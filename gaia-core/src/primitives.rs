//! # Primitive Gates — portas booleanas puras
//!
//! AND, OR, XOR, NAND e NOT sobre [`Bit`]. Funções totais, sem estado e
//! sem modos de falha; a única validação acontece na fronteira
//! ([`PrimitiveGate::evaluate_raw`]).

use serde::{Deserialize, Serialize};
use std::fmt;

use crate::bit::Bit;
use crate::error::GateResult;

/// Porta booleana sem estado
#[derive(Clone, Copy, Debug, PartialEq, Eq, Hash, Serialize, Deserialize)]
pub enum PrimitiveGate {
    And,
    Or,
    Xor,
    Nand,
    /// Unária: o operando direito é ignorado
    Not,
}

impl PrimitiveGate {
    /// Todas as portas, na ordem em que são reportadas
    pub const ALL: [PrimitiveGate; 5] = [
        PrimitiveGate::And,
        PrimitiveGate::Or,
        PrimitiveGate::Xor,
        PrimitiveGate::Nand,
        PrimitiveGate::Not,
    ];

    /// Número de operandos usados
    pub fn arity(&self) -> usize {
        match self {
            Self::Not => 1,
            _ => 2,
        }
    }

    /// Avalia a porta
    #[inline]
    pub fn apply(&self, a: Bit, b: Bit) -> Bit {
        match self {
            Self::And => a & b,
            Self::Or => a | b,
            Self::Xor => a ^ b,
            Self::Nand => !(a & b),
            Self::Not => !a,
        }
    }

    /// Avalia a partir de inteiros brutos, rejeitando valores fora de {0, 1}
    pub fn evaluate_raw(&self, a: u8, b: u8) -> GateResult<Bit> {
        let a = Bit::try_from(a)?;
        let b = Bit::try_from(b)?;
        Ok(self.apply(a, b))
    }

    /// Tabela verdade completa: (a, b, saída) para 00, 01, 10, 11
    pub fn truth_table(&self) -> [(Bit, Bit, Bit); 4] {
        let mut rows = [(Bit::Zero, Bit::Zero, Bit::Zero); 4];
        for (row, (a, b)) in rows.iter_mut().zip(Bit::pairs()) {
            *row = (a, b, self.apply(a, b));
        }
        rows
    }

    /// Nome descritivo
    pub fn name(&self) -> &'static str {
        match self {
            Self::And => "AND",
            Self::Or => "OR",
            Self::Xor => "XOR",
            Self::Nand => "NAND",
            Self::Not => "NOT",
        }
    }
}

impl fmt::Display for PrimitiveGate {
    fn fmt(&self, f: &mut fmt::Formatter<'_>) -> fmt::Result {
        write!(f, "{}", self.name())
    }
}

/// Atalho para `PrimitiveGate::apply`
#[inline]
pub fn evaluate(gate: PrimitiveGate, a: Bit, b: Bit) -> Bit {
    gate.apply(a, b)
}

#[cfg(test)]
mod tests {
    use super::*;
    use crate::error::GateError;

    #[test]
    fn test_exhaustive_truth_tables() {
        for a in 0u8..=1 {
            for b in 0u8..=1 {
                let bit = |g: PrimitiveGate| g.evaluate_raw(a, b).unwrap().as_u8();
                assert_eq!(bit(PrimitiveGate::And), a & b);
                assert_eq!(bit(PrimitiveGate::Or), a | b);
                assert_eq!(bit(PrimitiveGate::Xor), a ^ b);
                assert_eq!(bit(PrimitiveGate::Nand), 1 - (a & b));
                assert_eq!(bit(PrimitiveGate::Not), 1 - a);
            }
        }
    }

    #[test]
    fn test_binary_gates_commute() {
        for gate in PrimitiveGate::ALL.into_iter().filter(|g| g.arity() == 2) {
            for (a, b) in Bit::pairs() {
                assert_eq!(gate.apply(a, b), gate.apply(b, a), "{gate} not commutative");
            }
        }
    }

    #[test]
    fn test_raw_input_rejected() {
        assert_eq!(
            PrimitiveGate::And.evaluate_raw(1, 2),
            Err(GateError::InvalidBit(2))
        );
        assert_eq!(
            PrimitiveGate::Not.evaluate_raw(3, 0),
            Err(GateError::InvalidBit(3))
        );
    }

    #[test]
    fn test_truth_table_rows() {
        let rows = PrimitiveGate::Nand.truth_table();
        let outputs: Vec<u8> = rows.iter().map(|(_, _, out)| out.as_u8()).collect();
        assert_eq!(outputs, vec![1, 1, 1, 0]);
    }
}
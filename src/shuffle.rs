use crate::card::{Card, DECK_SIZE};
use rand::{Rng, SeedableRng};
use rand_chacha::ChaCha8Rng;

/// Returns a uniformly random permutation of `0..n` (Fisher–Yates).
pub fn shuffle<R: Rng + ?Sized>(n: usize, rng: &mut R) -> Vec<usize> {
    let mut order: Vec<usize> = (0..n).collect();
    shuffle_in_place(&mut order, rng);
    order
}

pub fn shuffle_in_place<T, R: Rng + ?Sized>(items: &mut [T], rng: &mut R) {
    for i in (1..items.len()).rev() {
        let j = rng.random_range(0..=i);
        items.swap(i, j);
    }
}

/// Seedable RNG used for dealing.
///
/// The same seed always deals the same layout, which is what the tests
/// rely on. Without a seed the RNG is seeded from the thread RNG.
#[derive(Clone, Debug)]
pub struct GameRng {
    inner: ChaCha8Rng,
}

impl GameRng {
    pub fn new(seed: u64) -> Self {
        Self {
            inner: ChaCha8Rng::seed_from_u64(seed),
        }
    }

    pub fn from_entropy() -> Self {
        Self {
            inner: ChaCha8Rng::from_rng(&mut rand::rng()),
        }
    }

    pub fn with_seed(seed: Option<u64>) -> Self {
        match seed {
            Some(seed) => Self::new(seed),
            None => Self::from_entropy(),
        }
    }

    pub fn shuffle(&mut self, n: usize) -> Vec<usize> {
        shuffle(n, &mut self.inner)
    }

    pub fn shuffled_deck(&mut self) -> Vec<Card> {
        self.shuffle(DECK_SIZE)
            .into_iter()
            .filter_map(Card::new)
            .collect()
    }
}
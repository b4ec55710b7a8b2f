use serde::{Deserialize, Serialize};
use std::fmt;

pub const DECK_SIZE: usize = 52;
pub const RANKS: usize = 13;
pub const PAIR_COUNT: usize = DECK_SIZE / 2;

#[derive(Serialize, Deserialize, Clone, Copy, Debug, PartialEq, Eq, Hash)]
pub enum Suit {
    Spades,
    Hearts,
    Diamonds,
    Clubs,
}

impl Suit {
    pub const ALL: [Suit; 4] = [Suit::Spades, Suit::Hearts, Suit::Diamonds, Suit::Clubs];

    pub fn symbol(self) -> &'static str {
        match self {
            Suit::Spades => "♠",
            Suit::Hearts => "♥",
            Suit::Diamonds => "♦",
            Suit::Clubs => "♣",
        }
    }
}

/// A card identified by its deck index in `[0, 52)`.
///
/// Rank and suit are derived from the index, so two cards with the same
/// index are the same card.
#[derive(Serialize, Deserialize, Clone, Copy, Debug, PartialEq, Eq, Hash, PartialOrd, Ord)]
pub struct Card(u8);

impl Card {
    pub fn new(index: usize) -> Option<Card> {
        (index < DECK_SIZE).then(|| Card(index as u8))
    }

    pub fn index(self) -> usize {
        self.0 as usize
    }

    /// Face value from 1 (ace) to 13 (king).
    pub fn rank(self) -> u8 {
        self.0 % RANKS as u8 + 1
    }

    pub fn suit(self) -> Suit {
        Suit::ALL[self.index() / RANKS]
    }

    pub fn label(self) -> &'static str {
        rank_label(self.rank())
    }

    pub fn matches(self, other: Card) -> bool {
        self.rank() == other.rank()
    }

    pub fn face(self) -> CardFace {
        CardFace {
            index: self.index(),
            rank: self.rank(),
            label: self.label().to_string(),
            suit: self.suit(),
            symbol: self.suit().symbol().to_string(),
        }
    }

    /// All 52 cards in index order.
    pub fn deck() -> impl Iterator<Item = Card> {
        (0..DECK_SIZE as u8).map(Card)
    }
}

impl fmt::Display for Card {
    fn fmt(&self, f: &mut fmt::Formatter<'_>) -> fmt::Result {
        write!(f, "{}{}", self.label(), self.suit().symbol())
    }
}

pub fn rank_label(rank: u8) -> &'static str {
    const LABELS: [&str; RANKS] = [
        "A", "2", "3", "4", "5", "6", "7", "8", "9", "10", "J", "Q", "K",
    ];
    LABELS
        .get(usize::from(rank).wrapping_sub(1))
        .copied()
        .unwrap_or("?")
}

/// What the view draws on the front of a revealed card.
#[derive(Serialize, Deserialize, Clone, Debug, PartialEq, Eq)]
pub struct CardFace {
    pub index: usize,
    pub rank: u8,
    pub label: String,
    pub suit: Suit,
    pub symbol: String,
}
//! Error types for the SAML2 core.
//!
//! Mirrors the host application's convention of a single `thiserror`-derived
//! enum per failure family rather than one error type per module: validation
//! failures all funnel into [`Saml2ResponseFailedValidation`] so a host can
//! match on `.kind()` without threading module-specific error types through
//! its own call sites.

use thiserror::Error;

use crate::namespace::Saml2StatusCode;

/// Failures that can occur while reading or writing SAML XML, prior to and
/// independent of signature/validation semantics.
#[derive(Debug, Error, Clone, PartialEq, Eq)]
pub enum XmlError {
    #[error("malformed XML: {0}")]
    Malformed(String),

    #[error("expected element `{{{expected_ns}}}{expected_local}`, found `{{{found_ns}}}{found_local}`")]
    UnexpectedElement {
        expected_ns: String,
        expected_local: String,
        found_ns: String,
        found_local: String,
    },

    #[error("missing required attribute `{0}`")]
    MissingAttribute(String),

    #[error("missing required child element `{0}`")]
    MissingElement(String),

    #[error("attribute `{attribute}` is not a valid {expected}: {value}")]
    InvalidAttributeValue {
        attribute: String,
        expected: String,
        value: String,
    },

    #[error("unrecognized status code URI: {0}")]
    UnknownStatusCode(String),
}

/// Failures specific to transport binding (de)serialization — the part of
/// the pipeline that runs before a message even becomes XML-shaped data.
#[derive(Debug, Error, Clone, PartialEq, Eq)]
pub enum BindingError {
    #[error("missing required field `{0}` on the wire")]
    MissingField(String),

    #[error("base64 decoding failed: {0}")]
    Base64(String),

    #[error("DEFLATE decompression failed: {0}")]
    Inflate(String),

    #[error("DEFLATE compression failed: {0}")]
    Deflate(String),

    #[error("request is not addressed to this binding")]
    WrongBinding,

    #[error("malformed artifact: {0}")]
    MalformedArtifact(String),

    #[error(transparent)]
    Xml(#[from] XmlError),
}

/// The single discriminated error family for response validation (§7 of the
/// design: `Saml2ResponseFailedValidation`). Each variant is a `kind`; the
/// struct wraps it so `Display` stays stable while call sites that care can
/// match on `.kind`.
#[derive(Debug, Error, Clone, PartialEq, Eq)]
#[error("SAML2 response failed validation: {kind}")]
pub struct Saml2ResponseFailedValidation {
    pub kind: ValidationErrorKind,
}

impl Saml2ResponseFailedValidation {
    pub fn new(kind: ValidationErrorKind) -> Self {
        Self { kind }
    }
}

impl From<ValidationErrorKind> for Saml2ResponseFailedValidation {
    fn from(kind: ValidationErrorKind) -> Self {
        Self::new(kind)
    }
}

#[derive(Debug, Error, Clone, PartialEq, Eq, serde::Serialize, serde::Deserialize)]
pub enum ValidationErrorKind {
    #[error("the response element carries no ds:Signature")]
    NotSigned,

    #[error("SignedInfo contains no Reference")]
    NoReference,

    #[error("SignedInfo contains more than one Reference")]
    MultipleReferences,

    #[error("Reference URI does not point at the signed root element")]
    ReferenceMismatch,

    #[error("transform `{0}` is not on the allow-list")]
    DisallowedTransform(String),

    #[error("no candidate key validated the signature")]
    SignatureInvalid,

    #[error("RSA-SHA256 is not registered on this platform")]
    Sha256NotRegistered,

    #[error("response is unsigned and assertion is not individually signed")]
    UnsignedAssertion,

    #[error("no configured private key could decrypt the assertion")]
    DecryptionFailed,

    #[error("assertion is encrypted but no decryption key is configured")]
    NoDecryptionKey,

    #[error("response has no InResponseTo and the IdP does not allow unsolicited responses")]
    UnsolicitedNotAllowed,

    #[error("relay state is unknown or has already been consumed")]
    ReplayedOrUnknownRelayState,

    #[error("InResponseTo does not match the stored request id")]
    InResponseToMismatch,

    #[error("response Issuer does not match the IdP that issued the original request")]
    IssuerMismatch,

    #[error("response status is not Success: {status:?} ({message:?}, {second_level:?})")]
    UnsuccessfulStatus {
        status: Saml2StatusCode,
        message: Option<String>,
        second_level: Option<String>,
    },

    #[error("artifact resolution failed: {0}")]
    ArtifactResolutionFailed(String),

    #[error("XML is not a well-formed SAML2 Response: {0}")]
    XmlMalformed(String),

    #[error("assertion condition violated: {0}")]
    ConditionFailed(String),

    #[error("assertion audience restriction did not include our entity id")]
    AudienceMismatch,

    #[error("assertion `{0}` has already been presented")]
    AssertionReplayed(String),
}

impl From<XmlError> for ValidationErrorKind {
    fn from(e: XmlError) -> Self {
        ValidationErrorKind::XmlMalformed(e.to_string())
    }
}

impl From<BindingError> for ValidationErrorKind {
    fn from(e: BindingError) -> Self {
        ValidationErrorKind::ArtifactResolutionFailed(e.to_string())
    }
}
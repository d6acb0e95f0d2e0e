//! Signature verification key material and assertion decryption (C4).

pub mod decrypt;
pub mod keys;

pub use decrypt::decrypt_assertion;
pub use keys::{DecryptionKey, KeyRing, SigningKey};
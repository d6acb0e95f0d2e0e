//! Host-provided interfaces (§6).
//!
//! This crate is a protocol core, not an application: it never owns a
//! config file format, a certificate store, or an HTTP framework. Anything
//! that needs "where do I look this up" or "what does the current request
//! look like" is expressed as a trait here, implemented by whatever is
//! embedding this core.

use crate::crypto::keys::{DecryptionKey, KeyRing, SigningKey};

/// This service provider's own identity and key material.
pub trait SpOptions: Send + Sync {
    fn entity_id(&self) -> &str;
    fn assertion_consumer_service_url(&self) -> &str;
    fn decryption_keys(&self) -> KeyRing<DecryptionKey>;
}

/// A single configured identity provider's metadata and key material.
pub trait IdentityProviderConfig: Send + Sync {
    fn entity_id(&self) -> &str;
    fn signing_keys(&self) -> KeyRing<SigningKey>;
    fn sso_url(&self, binding: crate::namespace::Saml2BindingType) -> Option<&str>;
    fn artifact_resolution_url(&self) -> Option<&str>;
}

/// The directory of configured IdPs a host exposes, so the core can look
/// one up by entity ID (from `Issuer`) without knowing how they're stored.
pub trait IdentityProviders: Send + Sync {
    fn find(&self, entity_id: &str) -> Option<&dyn IdentityProviderConfig>;
}

/// Narrow view of an inbound HTTP request, enough for binding dispatch
/// (see [`crate::binding::BindingRequest`]) and for building absolute URLs
/// when needed.
pub trait HttpRequestData: Send + Sync {
    fn method(&self) -> &str;
    fn query_string(&self) -> Option<&str>;
    fn form_body(&self) -> Option<&str>;
}

/// The outcome of handling an inbound SSO message, handed back to the host
/// to act on — this core never writes an HTTP response itself. Serializable
/// so a host can stash it in a session store or ship it across a process
/// boundary (e.g. from a worker that terminates the SSO flow to the web
/// tier that renders the result) without writing its own mapping.
#[derive(Debug, Clone, PartialEq, Eq, serde::Serialize, serde::Deserialize)]
pub enum CommandResult {
    /// A successfully validated assertion, ready for the host to establish
    /// a session from.
    Authenticated {
        name_id: Option<String>,
        attributes: Vec<crate::model::Attribute>,
        relay_state: Option<String>,
    },
    /// Validation failed; the host decides how to surface this (error page,
    /// retry, etc).
    Failed(crate::error::ValidationErrorKind),
}

pub use crate::artifact_resolver::ArtifactBackChannel;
- - -
WORK REQUEST
Show the lines of the records that include the string "same".

ANSWER
/// The same seed always deals the same layout, which is what the tests
/// Rank and suit are derived from the index, so two cards with the same
/// index are the same card.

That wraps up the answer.